Butler disse que as mudanças apontam para a criação de um novo fundo comunitário inclusivo, destinado a melhorar a qualidade e não apenas a cortar custos.

“Não é apenas uma questão de custo”, disse ele.

«É também uma questão de qualidade do apoio, e é por isso que estamos a criar um Fundo para Comunidades Inclusivas, para reconstruir a capacidade das organizações comunitárias, sejam elas organizações de deficientes, clubes desportivos ou grupos artísticos, para acolher participantes do NDIS.»

Butler revelou que o esquema enfrentará novos testes de elegibilidade.

«O NDIS destinava-se originalmente a apoiar cerca de 410.000 pessoas com deficiência. Hoje, 760 mil pessoas estão sob o esquema’, disse ele.

‘Embora as novas regras de elegibilidade precisem de ser trabalhadas, a nossa modelização preliminar veria o número de pessoas no regime cair para cerca de 600.000 até ao final da década, em vez de aumentar para mais de 900.000.’

Um foco principal das reformas é o orçamento do programa para o envolvimento social e comunitário, que Butler disse ter crescido de 4 mil milhões de dólares há cinco anos para 12 mil milhões de dólares este ano.

Butler disse que o governo iria reprimir os maus cuidadores dentro do NDIS (Arquivo).

Butler disse que o governo iria reprimir os maus cuidadores dentro do NDIS (Arquivo).

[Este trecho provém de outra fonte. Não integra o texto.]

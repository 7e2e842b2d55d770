//! Error types for duraconn
//!
//! The taxonomy separates the failures callers react to differently:
//! - Host-selection exhaustion (all failover candidates tried)
//! - Constraint violations (duplicate key, foreign key, collation mix)
//! - Query execution failures carrying the offending SQL and binds
//! - Pool misuse (exhaustion, foreign release)

use std::fmt;
use thiserror::Error;

use crate::types::Value;

/// Result type for duraconn operations
pub type Result<T> = std::result::Result<T, Error>;

/// Error categories for classification
#[derive(Debug, Clone, Copy, PartialEq, Eq, Hash)]
pub enum ErrorCategory {
    /// Invalid or incomplete configuration
    Configuration,
    /// Host selection / failover errors
    Hosts,
    /// Transport-level connection errors
    Connection,
    /// Transaction control errors
    Transaction,
    /// Constraint violation (not retriable)
    Constraint,
    /// Query execution errors
    Query,
    /// Pool admission and release errors
    Pool,
    /// Unknown/other errors
    Other,
}

impl ErrorCategory {
    /// Whether errors in this category indicate a violated database constraint
    #[inline]
    pub const fn is_constraint(self) -> bool {
        matches!(self, Self::Constraint)
    }
}

/// Main error type for duraconn
#[derive(Error, Debug)]
#[allow(missing_docs)]
pub enum Error {
    /// Invalid or incomplete configuration
    #[error("configuration error: {message}")]
    Configuration { message: String },

    /// Every failover candidate was tried
    #[error("no more hosts remain")]
    NoHostsRemain,

    /// Transaction control was attempted before any connect
    #[error(
        "transaction cannot be {operation} because a database connection has not been established yet"
    )]
    NotConnected { operation: &'static str },

    /// Transport-level connection failure
    #[error("connection error: {message}")]
    Connection { message: String },

    /// Unique/primary key violation
    #[error("duplicate key: {message}")]
    DuplicateKey { message: String },

    /// Foreign key violation
    #[error("foreign key violation: {message}")]
    ForeignKeyViolation { message: String },

    /// Illegal mix of collations; carries the statement for diagnosis
    #[error(
        "illegal mix of collations in this query:\n\n{sql}\n\n{binds:?}\n\nproduced this error:\n\n{message}"
    )]
    IllegalCollationMix {
        sql: String,
        binds: Vec<Value>,
        message: String,
    },

    /// Any other backend execution failure; carries the statement for diagnosis
    #[error("execution of this query:\n\n{sql}\n\n{binds:?}\n\nproduced this error:\n\n{message}")]
    QueryExecution {
        sql: String,
        binds: Vec<Value>,
        message: String,
    },

    /// No pooled connection became available
    #[error("pool exhausted: {message}")]
    PoolExhausted { message: String },

    /// The connection being released was not checked out from this pool
    #[error("connection was not properly retrieved from pool")]
    NotPooled,

    /// Invariant violation inside the library
    #[error("internal error: {message}")]
    Internal { message: String },
}

impl Error {
    /// Get the error category
    pub fn category(&self) -> ErrorCategory {
        match self {
            Self::Configuration { .. } => ErrorCategory::Configuration,
            Self::NoHostsRemain => ErrorCategory::Hosts,
            Self::NotConnected { .. } => ErrorCategory::Transaction,
            Self::Connection { .. } => ErrorCategory::Connection,
            Self::DuplicateKey { .. }
            | Self::ForeignKeyViolation { .. }
            | Self::IllegalCollationMix { .. } => ErrorCategory::Constraint,
            Self::QueryExecution { .. } => ErrorCategory::Query,
            Self::PoolExhausted { .. } | Self::NotPooled => ErrorCategory::Pool,
            Self::Internal { .. } => ErrorCategory::Other,
        }
    }

    /// Whether this error is a database constraint violation
    #[inline]
    pub fn is_constraint(&self) -> bool {
        self.category().is_constraint()
    }

    /// Create a configuration error
    pub fn configuration(message: impl Into<String>) -> Self {
        Self::Configuration {
            message: message.into(),
        }
    }

    /// Create a connection error
    pub fn connection(message: impl Into<String>) -> Self {
        Self::Connection {
            message: message.into(),
        }
    }

    /// Create a commit/rollback-before-connect error
    pub fn not_connected(operation: &'static str) -> Self {
        Self::NotConnected { operation }
    }

    /// Create a duplicate key error
    pub fn duplicate_key(message: impl Into<String>) -> Self {
        Self::DuplicateKey {
            message: message.into(),
        }
    }

    /// Create a foreign key violation error
    pub fn foreign_key(message: impl Into<String>) -> Self {
        Self::ForeignKeyViolation {
            message: message.into(),
        }
    }

    /// Create a query execution error carrying the statement and binds
    pub fn query_execution(
        sql: impl Into<String>,
        binds: &[Value],
        message: impl Into<String>,
    ) -> Self {
        Self::QueryExecution {
            sql: sql.into(),
            binds: binds.to_vec(),
            message: message.into(),
        }
    }

    /// Create a collation mix error carrying the statement and binds
    pub fn collation_mix(
        sql: impl Into<String>,
        binds: &[Value],
        message: impl Into<String>,
    ) -> Self {
        Self::IllegalCollationMix {
            sql: sql.into(),
            binds: binds.to_vec(),
            message: message.into(),
        }
    }

    /// Create a pool exhausted error
    pub fn pool_exhausted(message: impl Into<String>) -> Self {
        Self::PoolExhausted {
            message: message.into(),
        }
    }

    /// Create an internal error
    pub fn internal(message: impl Into<String>) -> Self {
        Self::Internal {
            message: message.into(),
        }
    }
}

impl fmt::Display for ErrorCategory {
    fn fmt(&self, f: &mut fmt::Formatter<'_>) -> fmt::Result {
        match self {
            Self::Configuration => write!(f, "configuration"),
            Self::Hosts => write!(f, "hosts"),
            Self::Connection => write!(f, "connection"),
            Self::Transaction => write!(f, "transaction"),
            Self::Constraint => write!(f, "constraint"),
            Self::Query => write!(f, "query"),
            Self::Pool => write!(f, "pool"),
            Self::Other => write!(f, "other"),
        }
    }
}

O NDIS: o que está mudando

  • Prevê-se que mais de 160.000 pessoas percam o acesso ao NDIS até 2030, prevendo-se que o número de participantes diminua para cerca de 600.000, em vez de ultrapassar os 900.000.
  • As regras de elegibilidade serão mais rigorosas, com o acesso baseado no quanto uma deficiência afeta o funcionamento diário, e não apenas no diagnóstico.
  • A avaliação padrão será introduzida para determinar quem é elegível para o esquema.
  • Aqueles com menos necessidade de apoio podem optar por não aderir ao regime ao abrigo das novas regras.
  • Crianças levemente autistas serão redirecionadas para longe do NDIS sob as reformas do Thriving Kids.
  • O apoio à participação social e comunitária reduzirá os gastos, com o gasto médio por participante caindo de cerca de US$ 31.000 para US$ 26.000 em dois anos.
  • Os gestores de planos e intermediários terceirizados experimentarão uma redução de custos de 30%.
  • Uma pequena lista de fornecedores de qualidade aprovados será introduzida em vez do atual modelo de mercado aberto

“Hoje, o custo desse fluxo único do NDIS é o que gastamos em todo o esquema de benefícios farmacêuticos em termos líquidos”, disse ele.

Butler disse que os gastos médios dos participantes com a participação social e comunitária também aumentaram acentuadamente, de 14 mil dólares há cinco anos para cerca de 31 mil dólares hoje.

“Nos próximos dois anos, nossas mudanças reduzirão o número por participante para cerca de US$ 26.000, valor que era em 2023”, disse ele.

‘Sem essas mudanças, o número estaria mais próximo de US$ 33.000.’

Butler disse que o Partido Trabalhista ‘agiria rapidamente para melhorar a qualidade e reduzir os custos do grande número de intermediários do esquema – que gerenciam a maioria dos planos e reivindicações do NDIS’.

Ele disse que o atual modelo orientado para o mercado encorajou alguns prestadores a priorizar os lucros em detrimento dos cuidados.

«Os modelos de mercado são concebidos para criar concorrência, mas muitas vezes no NDIS vemos a concorrência impulsionada pela redução de custos e pela redução de custos para obter o maior número possível de planos, em vez de terceiros tentarem conquistar clientes com base na qualidade dos seus serviços», diz Butler.